O total anual de novos processos por improbidade e criminais no STF estava em 5 mil em 2004 – era a maior marca desde a redemocratização. Desde então, ultrapassou os 10 mil em 2014 e chegou a 20 mil em 2017. Saiu de 14% da carga total em 2010 para 25% em 2017 – um ano em que 56,5% das decisões colegiadas foram proferidas em processos com assuntos penais. Deste total, os pedidos de habeas corpus respondem por 48% da pauta criminal do Supremo.
“A Lava Jato foi uma operação de grande importância, pelo número de acusados, de empresas e de partidos políticos citados, de recursos envolvidos, e o tribunal se viu na necessidade de dar maior atenção”, diz Ivar Alberto Hartmann – professor associado do Insper, ex-coordenador do Centro de Tecnologia e Sociedade da Escola de Direito da FGV do Rio e um dos autores do estudo Supremo em Números.
Ivar Alberto Hartmann afirma que a janela de oportunidade para o STF julgar os acusados pela Lava Jato. “Com o fim da [força-tarefa da] Lava Jato, (...) ao longo dos próximos dois anos, veremos uma diminuição da representatividade da pauta criminal em relação ao total de casos julgados pelo Supremo”.

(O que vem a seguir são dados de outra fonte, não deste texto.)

//! Concert event as shown to the user

use serde::{Deserialize, Serialize};
use std::fmt;

/// One concert, rebuilt from the remote listing on every pass
///
/// Events carry no identifier. Novelty matching uses `date` alone.
#[derive(Debug, Clone, PartialEq, Eq, Serialize, Deserialize)]
pub struct Event {
    pub country: String,
    pub city: String,
    /// Short display date, e.g. "06 Jun"
    pub date: String,
    pub is_new: bool,
}

impl Event {
    pub fn new(
        country: impl Into<String>,
        city: impl Into<String>,
        date: impl Into<String>,
    ) -> Self {
        Self {
            country: country.into(),
            city: city.into(),
            date: date.into(),
            is_new: false,
        }
    }

    /// True when the country name contains `needle`
    pub fn matches_country(&self, needle: &str) -> bool {
        self.country.contains(needle)
    }

    /// Location column of a listing row
    pub fn location_label(&self) -> String {
        format!("{},  {}", self.country, self.city)
    }
}

impl fmt::Display for Event {
    fn fmt(&self, f: &mut fmt::Formatter<'_>) -> fmt::Result {
        write!(f, "{}, {}, {}", self.country, self.city, self.date)
    }
}
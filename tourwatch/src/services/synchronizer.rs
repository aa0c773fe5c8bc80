//! Synchronization orchestrator
//!
//! # State Progression
//! IDLE → FETCHING → FILTERING → CLASSIFYING → PERSISTING → COMPLETED
//!
//! A failure at any stage ends the pass in FAILED with nothing committed: the
//! persisted log is only rewritten after every candidate is classified.
//! Only the fetch suspends; the remaining stages run to completion without
//! yielding. One pass at a time per synchronizer.

use crate::error::{SyncError, SyncResult};
use crate::models::{PassState, RefreshMode, SyncReport};
use crate::services::event_filter::EventFilter;
use crate::services::event_log::EventLogStore;
use crate::services::event_source::EventSource;
use crate::services::novelty;
use std::time::{Duration, Instant};
use tokio::sync::Mutex;
use tokio_util::sync::CancellationToken;
use tourwatch_common::time;
use tracing::{debug, info, warn};

/// Runs fetch → filter → classify → persist passes
pub struct Synchronizer {
    source: Box<dyn EventSource>,
    filter: EventFilter,
    store: EventLogStore,
    request_timeout: Duration,
    pass_lock: Mutex<()>,
}

/// Per-pass bookkeeping; never outlives `run_pass`
struct Pass {
    mode: RefreshMode,
    state: PassState,
    started: Instant,
}

impl Pass {
    fn new(mode: RefreshMode) -> Self {
        Self {
            mode,
            state: PassState::Idle,
            started: Instant::now(),
        }
    }

    fn transition_to(&mut self, next: PassState) {
        debug_assert!(
            !self.state.is_terminal(),
            "pass already ended in {}",
            self.state
        );
        debug!(mode = %self.mode, from = %self.state, to = %next, "Pass state transition");
        self.state = next;
    }
}

impl Synchronizer {
    pub fn new(
        source: Box<dyn EventSource>,
        filter: EventFilter,
        store: EventLogStore,
        request_timeout: Duration,
    ) -> Self {
        Self {
            source,
            filter,
            store,
            request_timeout,
            pass_lock: Mutex::new(()),
        }
    }

    pub fn store(&self) -> &EventLogStore {
        &self.store
    }

    /// Run one complete pass
    ///
    /// Fails fast with [`SyncError::PassInFlight`] when another pass is
    /// running on this synchronizer. Cancelling `cancel_token` aborts the
    /// fetch and prevents the log from being rewritten.
    pub async fn run_pass(
        &self,
        mode: RefreshMode,
        cancel_token: &CancellationToken,
    ) -> SyncResult<SyncReport> {
        let _guard = self.pass_lock.try_lock().map_err(|_| {
            warn!(%mode, "Refresh requested while a pass is in flight");
            SyncError::PassInFlight
        })?;

        let mut pass = Pass::new(mode);
        info!(%mode, "Starting synchronization pass");

        match self.execute(&mut pass, cancel_token).await {
            Ok(report) => {
                pass.transition_to(PassState::Completed);
                info!(
                    %mode,
                    total = report.total_events,
                    highlighted = report.highlighted_events,
                    new = report.new_events,
                    elapsed_ms = pass.started.elapsed().as_millis() as u64,
                    "Synchronization pass completed"
                );
                Ok(report)
            }
            Err(e) => {
                let failed_in = pass.state;
                pass.transition_to(PassState::Failed);
                warn!(
                    %mode,
                    stage = %failed_in,
                    category = e.category(),
                    "Synchronization pass failed: {}",
                    e
                );
                Err(e)
            }
        }
    }

    async fn execute(
        &self,
        pass: &mut Pass,
        cancel_token: &CancellationToken,
    ) -> SyncResult<SyncReport> {
        // Phase 1: FETCHING
        pass.transition_to(PassState::Fetching);
        let body = self.fetch(cancel_token).await?;

        // Phase 2: FILTERING
        pass.transition_to(PassState::Filtering);
        let outcome = self.filter.apply_body(&body)?;
        let mut events = outcome.candidates;

        // Phase 3: CLASSIFYING
        pass.transition_to(PassState::Classifying);
        let saved = self.store.load()?;
        let new_events = novelty::classify(&mut events, &saved, pass.mode);

        // Phase 4: PERSISTING
        if cancel_token.is_cancelled() {
            return Err(SyncError::Cancelled);
        }
        pass.transition_to(PassState::Persisting);
        self.store.save(&events)?;

        Ok(SyncReport {
            total_events: events.len(),
            highlighted_events: outcome.highlighted_count,
            new_events,
            mode: pass.mode,
            completed_at: time::now(),
            events,
        })
    }

    async fn fetch(&self, cancel_token: &CancellationToken) -> SyncResult<String> {
        tokio::select! {
            biased;
            _ = cancel_token.cancelled() => Err(SyncError::Cancelled),
            result = tokio::time::timeout(self.request_timeout, self.source.fetch_events()) => {
                result.map_err(|_| SyncError::Timeout(self.request_timeout))?
            }
        }
    }
}
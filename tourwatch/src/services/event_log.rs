//! Persisted log of previously seen events
//!
//! Plain text, one event per line, no header:
//!
//! ```text
//! France, Paris, 06 Jun, true
//! Germany, Berlin, 12 Jul, false
//! ```
//!
//! The log is the novelty baseline for the next pass and is rewritten in
//! full after every successful one.

use crate::error::{SyncError, SyncResult};
use crate::models::Event;
use serde::Serialize;
use std::fs;
use std::path::{Path, PathBuf};
use tracing::{debug, error, info};

/// Field delimiter within a log line
pub const FIELD_DELIMITER: &str = ", ";

/// One line of the persisted log
#[derive(Debug, Clone, PartialEq, Eq, Serialize)]
pub struct LogEntry {
    pub country: String,
    pub city: String,
    pub date: String,
    /// Whether the event was flagged new when the line was written
    pub was_new: bool,
}

impl LogEntry {
    /// Render as a log line (without newline)
    pub fn to_line(&self) -> String {
        [
            self.country.as_str(),
            self.city.as_str(),
            self.date.as_str(),
            if self.was_new { "true" } else { "false" },
        ]
        .join(FIELD_DELIMITER)
    }

    /// Parse a log line; `line_number` is 1-based and only used in errors
    ///
    /// Fields are taken from the right: the last is the flag, the one before
    /// it is the date, and the rest splits into country and city at the first
    /// delimiter. A city containing the delimiter therefore survives a round
    /// trip.
    pub fn parse_line(line: &str, line_number: usize) -> SyncResult<Self> {
        let corrupt = |reason: &str| SyncError::CorruptLog {
            line: line_number,
            reason: reason.to_string(),
        };

        let mut from_right = line.rsplitn(3, FIELD_DELIMITER);
        let flag = from_right.next().ok_or_else(|| corrupt("empty line"))?;
        let date = from_right
            .next()
            .ok_or_else(|| corrupt("expected 4 fields, found 1"))?;
        let location = from_right
            .next()
            .ok_or_else(|| corrupt("expected 4 fields, found 2"))?;
        let (country, city) = location
            .split_once(FIELD_DELIMITER)
            .ok_or_else(|| corrupt("expected 4 fields, found 3"))?;

        let was_new = match flag {
            "true" => true,
            "false" => false,
            other => return Err(corrupt(&format!("flag must be true or false, got '{}'", other))),
        };

        if date.is_empty() {
            return Err(corrupt("empty date"));
        }

        Ok(Self {
            country: country.to_string(),
            city: city.to_string(),
            date: date.to_string(),
            was_new,
        })
    }
}

impl From<&Event> for LogEntry {
    fn from(event: &Event) -> Self {
        Self {
            country: event.country.clone(),
            city: event.city.clone(),
            date: event.date.clone(),
            was_new: event.is_new,
        }
    }
}

/// Parse full log contents; blank lines are skipped
pub fn parse_log(content: &str) -> SyncResult<Vec<LogEntry>> {
    content
        .lines()
        .enumerate()
        .filter(|(_, line)| !line.trim().is_empty())
        .map(|(i, line)| LogEntry::parse_line(line, i + 1))
        .collect()
}

/// Render events as full log contents (no trailing newline)
pub fn render_log(events: &[Event]) -> String {
    events
        .iter()
        .map(|event| LogEntry::from(event).to_line())
        .collect::<Vec<_>>()
        .join("\n")
}

/// File-backed event log
#[derive(Debug, Clone)]
pub struct EventLogStore {
    path: PathBuf,
}

impl EventLogStore {
    pub fn new(path: impl Into<PathBuf>) -> Self {
        Self { path: path.into() }
    }

    pub fn path(&self) -> &Path {
        &self.path
    }

    /// Load the log, creating an empty file when none exists
    pub fn load(&self) -> SyncResult<Vec<LogEntry>> {
        if !self.path.exists() {
            info!(path = %self.path.display(), "Event log not found, creating empty log");
            if let Some(parent) = self.path.parent() {
                fs::create_dir_all(parent).map_err(|e| self.io_error(parent, e))?;
            }
            fs::write(&self.path, "").map_err(|e| self.io_error(&self.path, e))?;
            return Ok(Vec::new());
        }

        let content = fs::read_to_string(&self.path).map_err(|e| self.io_error(&self.path, e))?;
        let entries = parse_log(&content).inspect_err(|e| {
            error!(path = %self.path.display(), "Failed reading event log: {}", e);
        })?;

        debug!(path = %self.path.display(), entries = entries.len(), "Loaded event log");
        Ok(entries)
    }

    /// Overwrite the log with `events`
    ///
    /// Written to a sibling temp file first and renamed into place, so the
    /// previous log survives a failed write.
    pub fn save(&self, events: &[Event]) -> SyncResult<()> {
        let content = render_log(events);
        let tmp_path = self.temp_path();

        fs::write(&tmp_path, content.as_bytes()).map_err(|e| self.io_error(&tmp_path, e))?;
        if let Err(e) = fs::rename(&tmp_path, &self.path) {
            let _ = fs::remove_file(&tmp_path);
            return Err(self.io_error(&self.path, e));
        }

        debug!(path = %self.path.display(), entries = events.len(), "Wrote event log");
        Ok(())
    }

    fn temp_path(&self) -> PathBuf {
        let mut name = self
            .path
            .file_name()
            .map(|n| n.to_os_string())
            .unwrap_or_default();
        name.push(".tmp");
        self.path.with_file_name(name)
    }

    fn io_error(&self, path: &Path, source: std::io::Error) -> SyncError {
        error!(path = %path.display(), "Event log I/O error: {}", source);
        SyncError::io(path, source)
    }
}
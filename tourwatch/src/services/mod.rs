//! Service modules for the synchronization pass
//!
//! - Remote event source (events API client)
//! - Country filter and date normalisation
//! - Novelty classification
//! - Persisted event log
//! - Pass orchestration

pub mod event_filter;
pub mod event_log;
pub mod event_source;
pub mod novelty;
pub mod synchronizer;

pub use event_filter::{EventFilter, FilterOutcome};
pub use event_log::{EventLogStore, LogEntry};
pub use event_source::{BandsintownClient, EventSource};
pub use synchronizer::Synchronizer;
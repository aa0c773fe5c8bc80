//! tourwatch - concert listing watcher
//!
//! Polls the events API for one band, hides events in denied countries,
//! counts events in the highlighted country, and flags events that were not
//! listed in the previous pass.
//!
//! - `refresh`: one pass (automatic unless `--manual`)
//! - `watch`: startup pass plus timer passes; Enter triggers a manual refresh
//! - `show`: print the persisted log

use anyhow::{Context, Result};
use clap::{Parser, Subcommand};
use std::path::PathBuf;
use std::time::Duration;
use tokio::io::{AsyncBufReadExt, BufReader};
use tokio_util::sync::CancellationToken;
use tourwatch::models::{RefreshMode, SyncReport};
use tourwatch::output::{render_log_entries, render_report};
use tourwatch::services::{EventLogStore, Synchronizer};
use tourwatch_common::config::{
    default_config_path, RootFolderInitializer, RootFolderResolver, TomlConfig, TourSettings,
};
use tracing::{info, warn};

#[derive(Parser, Debug)]
#[command(name = "tourwatch")]
#[command(about = "Watch a band's concert listing for new events")]
#[command(version)]
struct Args {
    /// Config file (defaults to <config dir>/tourwatch/config.toml)
    #[arg(short, long, env = "TOURWATCH_CONFIG")]
    config: Option<PathBuf>,

    /// Folder holding the event log
    #[arg(short, long)]
    root_folder: Option<PathBuf>,

    /// Log level used when RUST_LOG is unset
    #[arg(long)]
    log_level: Option<String>,

    #[command(subcommand)]
    command: Command,
}

#[derive(Subcommand, Debug)]
enum Command {
    /// Run a single synchronization pass
    Refresh {
        /// Manual refresh: clear "new" flags on events already seen
        #[arg(long)]
        manual: bool,

        /// Print the report as JSON
        #[arg(long)]
        json: bool,
    },
    /// Refresh at startup and on a timer until Ctrl-C
    Watch {
        /// Seconds between automatic refreshes (overrides config)
        #[arg(long)]
        interval: Option<u64>,
    },
    /// Print the persisted event log
    Show,
}

#[tokio::main]
async fn main() -> Result<()> {
    let args = Args::parse();

    let config_path = args.config.clone().or_else(default_config_path);
    let toml_config = match &config_path {
        Some(path) => TomlConfig::load(path)
            .with_context(|| format!("Failed to load config {}", path.display()))?,
        None => TomlConfig::default(),
    };

    let log_level = args
        .log_level
        .clone()
        .unwrap_or_else(|| toml_config.logging.level.clone());
    tourwatch_common::logging::init_tracing(&log_level);

    info!(
        "Starting tourwatch v{} [{}] built {} ({})",
        env!("CARGO_PKG_VERSION"),
        env!("GIT_HASH"),
        env!("BUILD_TIMESTAMP"),
        env!("BUILD_PROFILE")
    );

    let settings = TourSettings::from_toml(&toml_config).context("Invalid configuration")?;
    let data_folder = RootFolderResolver::new()
        .with_cli_arg(args.root_folder.clone())
        .with_toml(&toml_config)
        .resolve();
    info!("Data folder: {}", data_folder.display());

    match args.command {
        Command::Refresh { manual, json } => {
            let synchronizer = tourwatch::build_synchronizer(&settings, data_folder)?;
            let mode = RefreshMode::from_reset_flag(manual);
            let report = synchronizer
                .run_pass(mode, &CancellationToken::new())
                .await
                .context("Synchronization failed")?;
            print_report(&report, &settings, json)?;
        }
        Command::Watch { interval } => {
            let synchronizer = tourwatch::build_synchronizer(&settings, data_folder)?;
            let period = interval
                .filter(|secs| *secs > 0)
                .map(Duration::from_secs)
                .unwrap_or(settings.refresh_interval);
            watch(&synchronizer, &settings, period).await;
        }
        Command::Show => {
            let initializer = RootFolderInitializer::new(data_folder);
            let store = EventLogStore::new(initializer.event_log_path(&settings.log_file_name));
            let entries = store.load().context("Failed to read event log")?;
            print!("{}", render_log_entries(&entries));
        }
    }

    Ok(())
}

fn print_report(report: &SyncReport, settings: &TourSettings, json: bool) -> Result<()> {
    if json {
        println!("{}", serde_json::to_string_pretty(report)?);
    } else {
        print!(
            "{}",
            render_report(report, &settings.artist, &settings.highlighted_country)
        );
    }
    Ok(())
}

/// Timer-driven refresh loop
///
/// The first tick fires immediately (startup refresh). A line on stdin
/// requests a manual refresh. A failed pass leaves the last report on screen.
async fn watch(synchronizer: &Synchronizer, settings: &TourSettings, period: Duration) {
    let shutdown = CancellationToken::new();
    {
        let shutdown = shutdown.clone();
        tokio::spawn(async move {
            if tokio::signal::ctrl_c().await.is_ok() {
                info!("Ctrl-C received, shutting down");
            }
            shutdown.cancel();
        });
    }

    info!(interval_secs = period.as_secs(), "Watching for new events (press Enter to refresh)");

    let mut ticker = tokio::time::interval(period);
    ticker.set_missed_tick_behavior(tokio::time::MissedTickBehavior::Delay);
    let mut stdin = BufReader::new(tokio::io::stdin()).lines();
    let mut stdin_open = true;

    loop {
        let mode = tokio::select! {
            _ = shutdown.cancelled() => break,
            _ = ticker.tick() => RefreshMode::Automatic,
            line = stdin.next_line(), if stdin_open => match line {
                Ok(Some(_)) => RefreshMode::Manual,
                Ok(None) => {
                    stdin_open = false;
                    continue;
                }
                Err(e) => {
                    warn!("Failed to read stdin, manual refresh disabled: {}", e);
                    stdin_open = false;
                    continue;
                }
            },
        };

        match synchronizer.run_pass(mode, &shutdown).await {
            Ok(report) => print!(
                "{}",
                render_report(&report, &settings.artist, &settings.highlighted_country)
            ),
            Err(e) => warn!("Refresh skipped, keeping previous results: {}", e),
        }
    }
}
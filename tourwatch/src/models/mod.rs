//! Data models for tourwatch
//!
//! - Events as displayed after filtering and classification
//! - Synchronization pass state and its final report

pub mod event;
pub mod sync_pass;

pub use event::Event;
pub use sync_pass::{PassState, RefreshMode, SyncReport};
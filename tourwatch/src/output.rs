//! Terminal rendering of pass results
//!
//! Mirrors the menu layout: a summary line first, then one row per event
//! with the location and date columns. New events are marked with `*`.

use crate::models::SyncReport;
use crate::services::LogEntry;
use std::fmt::Write;

const NEW_MARKER: &str = "*";

/// Render a completed pass for the terminal
pub fn render_report(report: &SyncReport, artist: &str, highlighted_country: &str) -> String {
    let mut out = String::new();

    let _ = writeln!(
        out,
        "{} ({} refresh at {})",
        artist,
        report.mode,
        report.completed_at.format("%Y-%m-%d %H:%M:%S UTC")
    );
    let _ = writeln!(out, "{}", summary_line(report, highlighted_country));
    let title = report.status_title();
    if !title.is_empty() {
        let _ = writeln!(out, "Status: {}", title);
    }

    let rows: Vec<(String, &str, bool)> = report
        .events
        .iter()
        .map(|e| (e.location_label(), e.date.as_str(), e.is_new))
        .collect();
    render_rows(&mut out, &rows);

    out
}

/// Counter summary, e.g. `3 gigs (+ 2 in the UK) - 1 NEW`
///
/// The highlighted clause is omitted when nothing was highlighted and the
/// NEW clause when nothing is new.
pub fn summary_line(report: &SyncReport, highlighted_country: &str) -> String {
    let plural = if report.total_events == 1 { "" } else { "s" };
    let mut line = format!("{} gig{}", report.total_events, plural);

    if report.highlighted_events > 0 {
        let _ = write!(
            line,
            " (+ {} in {})",
            report.highlighted_events,
            country_label(highlighted_country)
        );
    }
    if report.new_events > 0 {
        let _ = write!(line, " - {} NEW", report.new_events);
    }

    line
}

fn country_label(country: &str) -> &str {
    match country {
        "United Kingdom" => "the UK",
        "United States" => "the US",
        other => other,
    }
}

/// Render the persisted log without touching the network
pub fn render_log_entries(entries: &[LogEntry]) -> String {
    let mut out = String::new();
    let new_count = entries.iter().filter(|e| e.was_new).count();
    let _ = writeln!(out, "Logged events: {}  New: {}", entries.len(), new_count);

    let rows: Vec<(String, &str, bool)> = entries
        .iter()
        .map(|e| (format!("{},  {}", e.country, e.city), e.date.as_str(), e.was_new))
        .collect();
    render_rows(&mut out, &rows);

    out
}

fn render_rows(out: &mut String, rows: &[(String, &str, bool)]) {
    if rows.is_empty() {
        let _ = writeln!(out, "  (no events)");
        return;
    }

    let width = rows.iter().map(|(label, _, _)| label.chars().count()).max().unwrap_or(0);
    for (label, date, is_new) in rows {
        let marker = if *is_new { NEW_MARKER } else { " " };
        let _ = writeln!(out, "{} {:<width$}  {}", marker, label, date, width = width);
    }
}

#[cfg(test)]
mod tests {
    use super::*;
    use crate::models::{Event, RefreshMode};
    use chrono::{TimeZone, Utc};

    fn report(events: Vec<Event>, highlighted: usize) -> SyncReport {
        let new_events = events.iter().filter(|e| e.is_new).count();
        SyncReport {
            total_events: events.len(),
            highlighted_events: highlighted,
            new_events,
            mode: RefreshMode::Manual,
            completed_at: Utc.with_ymd_and_hms(2024, 5, 1, 12, 0, 0).unwrap(),
            events,
        }
    }

    #[test]
    fn test_render_report_rows() {
        let mut paris = Event::new("France", "Paris", "06 Jun");
        paris.is_new = true;
        let lyon = Event::new("France", "Lyon", "08 Jun");

        let text = render_report(&report(vec![paris, lyon], 2), "Sum 41", "United Kingdom");

        assert!(text.starts_with("Sum 41 (manual refresh at 2024-05-01 12:00:00 UTC)\n"));
        assert!(text.contains("2 gigs (+ 2 in the UK) - 1 NEW\n"));
        assert!(text.contains("Status: 1\n"));
        assert!(text.contains("* France,  Paris  06 Jun\n"));
        assert!(text.contains("  France,  Lyon   08 Jun\n"));
    }

    #[test]
    fn test_render_report_without_new_events_has_no_status() {
        let events = vec![Event::new("Italy", "Rome", "10 Jun")];
        let text = render_report(&report(events, 0), "Sum 41", "United Kingdom");
        assert!(text.contains("1 gig\n"));
        assert!(!text.contains("Status:"));
    }

    #[test]
    fn test_render_empty_report() {
        let text = render_report(&report(Vec::new(), 0), "Sum 41", "United Kingdom");
        assert!(text.contains("0 gigs\n"));
        assert!(text.contains("(no events)"));
    }

    #[test]
    fn test_summary_line_names_other_highlighted_country() {
        let mut berlin = Event::new("Germany", "Berlin", "12 Jul");
        berlin.is_new = true;
        let summary = summary_line(&report(vec![berlin], 3), "Ireland");
        assert_eq!(summary, "1 gig (+ 3 in Ireland) - 1 NEW");
    }

    #[test]
    fn test_render_log_entries() {
        let entries = vec![LogEntry {
            country: "Spain".to_string(),
            city: "Madrid".to_string(),
            date: "08 Jun".to_string(),
            was_new: true,
        }];

        let text = render_log_entries(&entries);
        assert!(text.contains("Logged events: 1  New: 1\n"));
        assert!(text.contains("* Spain,  Madrid  08 Jun\n"));
    }
}
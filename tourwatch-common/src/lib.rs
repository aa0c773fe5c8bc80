//! # tourwatch common library
//!
//! Shared code for the tourwatch crates:
//! - Error and result types
//! - Configuration loading and data folder resolution
//! - Tracing subscriber setup
//! - Date/time helpers for event display dates

pub mod config;
pub mod error;
pub mod logging;
pub mod time;

pub use error::{Error, Result};
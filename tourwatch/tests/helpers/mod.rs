//! Test Helper Utilities
//!
//! Shared utilities for testing tourwatch

pub mod events_api;

// Re-export commonly used items
pub use events_api::{listing, settings_for, FakeEventsApi, RecordedRequest};
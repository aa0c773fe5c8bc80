//! Synchronization pass state machine and result
//!
//! A pass progresses through:
//! IDLE → FETCHING → FILTERING → CLASSIFYING → PERSISTING → COMPLETED
//!
//! Any stage may end in FAILED. A failed pass surfaces nothing but its error.

use crate::models::Event;
use chrono::{DateTime, Utc};
use serde::{Deserialize, Serialize};
use std::fmt;

/// Stage of a synchronization pass
#[derive(Debug, Clone, Copy, PartialEq, Eq, Serialize, Deserialize)]
#[serde(rename_all = "UPPERCASE")]
pub enum PassState {
    /// No work started yet
    Idle,
    /// Waiting on the events API
    Fetching,
    /// Country filtering and date formatting
    Filtering,
    /// Comparing against the persisted log
    Classifying,
    /// Rewriting the persisted log
    Persisting,
    /// Pass finished; report handed to the caller
    Completed,
    /// Pass aborted; nothing committed
    Failed,
}

impl PassState {
    pub fn is_terminal(self) -> bool {
        matches!(self, PassState::Completed | PassState::Failed)
    }
}

impl fmt::Display for PassState {
    fn fmt(&self, f: &mut fmt::Formatter<'_>) -> fmt::Result {
        let name = match self {
            PassState::Idle => "IDLE",
            PassState::Fetching => "FETCHING",
            PassState::Filtering => "FILTERING",
            PassState::Classifying => "CLASSIFYING",
            PassState::Persisting => "PERSISTING",
            PassState::Completed => "COMPLETED",
            PassState::Failed => "FAILED",
        };
        f.write_str(name)
    }
}

/// What triggered a pass
#[derive(Debug, Clone, Copy, PartialEq, Eq, Serialize, Deserialize)]
#[serde(rename_all = "snake_case")]
pub enum RefreshMode {
    /// User asked for a refresh; stale "new" flags are cleared
    Manual,
    /// Startup or timer refresh; previously new events stay new
    Automatic,
}

impl RefreshMode {
    /// Map the "reset new events" flag used by front ends
    pub fn from_reset_flag(reset_new_events: bool) -> Self {
        if reset_new_events {
            RefreshMode::Manual
        } else {
            RefreshMode::Automatic
        }
    }

    pub fn resets_new_events(self) -> bool {
        self == RefreshMode::Manual
    }
}

impl fmt::Display for RefreshMode {
    fn fmt(&self, f: &mut fmt::Formatter<'_>) -> fmt::Result {
        match self {
            RefreshMode::Manual => f.write_str("manual"),
            RefreshMode::Automatic => f.write_str("automatic"),
        }
    }
}

/// Outcome of a successful pass
#[derive(Debug, Clone, PartialEq, Serialize, Deserialize)]
pub struct SyncReport {
    /// Displayed events in listing order
    pub events: Vec<Event>,
    /// Number of displayed events
    pub total_events: usize,
    /// Events in the highlighted country (counted, not displayed)
    pub highlighted_events: usize,
    /// Displayed events flagged new
    pub new_events: usize,
    pub mode: RefreshMode,
    pub completed_at: DateTime<Utc>,
}

impl SyncReport {
    /// Text shown next to the status icon: the new-event count, or nothing
    pub fn status_title(&self) -> String {
        if self.new_events > 0 {
            self.new_events.to_string()
        } else {
            String::new()
        }
    }
}
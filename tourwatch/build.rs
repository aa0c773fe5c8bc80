//! Build script for tourwatch
//!
//! Captures build identification for the startup banner:
//! - Git commit hash (short form)
//! - Build timestamp
//! - Build profile (debug/release)

use std::process::Command;

fn main() {
    let git_hash = Command::new("git")
        .args(["rev-parse", "--short=8", "HEAD"])
        .output()
        .ok()
        .filter(|output| output.status.success())
        .and_then(|output| String::from_utf8(output.stdout).ok())
        .map(|s| s.trim().to_string())
        .unwrap_or_else(|| "unknown".to_string());

    // ISO 8601 with local offset, e.g. 2025-10-26T14:30:45-05:00
    let build_timestamp = chrono::Local::now().to_rfc3339_opts(chrono::SecondsFormat::Secs, false);

    let profile = std::env::var("PROFILE").unwrap_or_else(|_| "unknown".to_string());

    println!("cargo:rustc-env=GIT_HASH={}", git_hash);
    println!("cargo:rustc-env=BUILD_TIMESTAMP={}", build_timestamp);
    println!("cargo:rustc-env=BUILD_PROFILE={}", profile);
}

A Lava Jato no STF e na 1.ª instância em números
Compare os números da primeira instância da Lava Jato com os do STF:
Mandados de busca e apreensão | 1450 | 221 |
Prisões preventivas | 132 | 12 |
Prisões temporárias | 163 | 2 |
Denúncias | 130 | 29 |
Acusados | 533 | 102 |
Condenações | 278 | 4 |
Fonte: Balanço produzido pela equipe do ministro Edson Fachin e divulgado em 05/02/2021.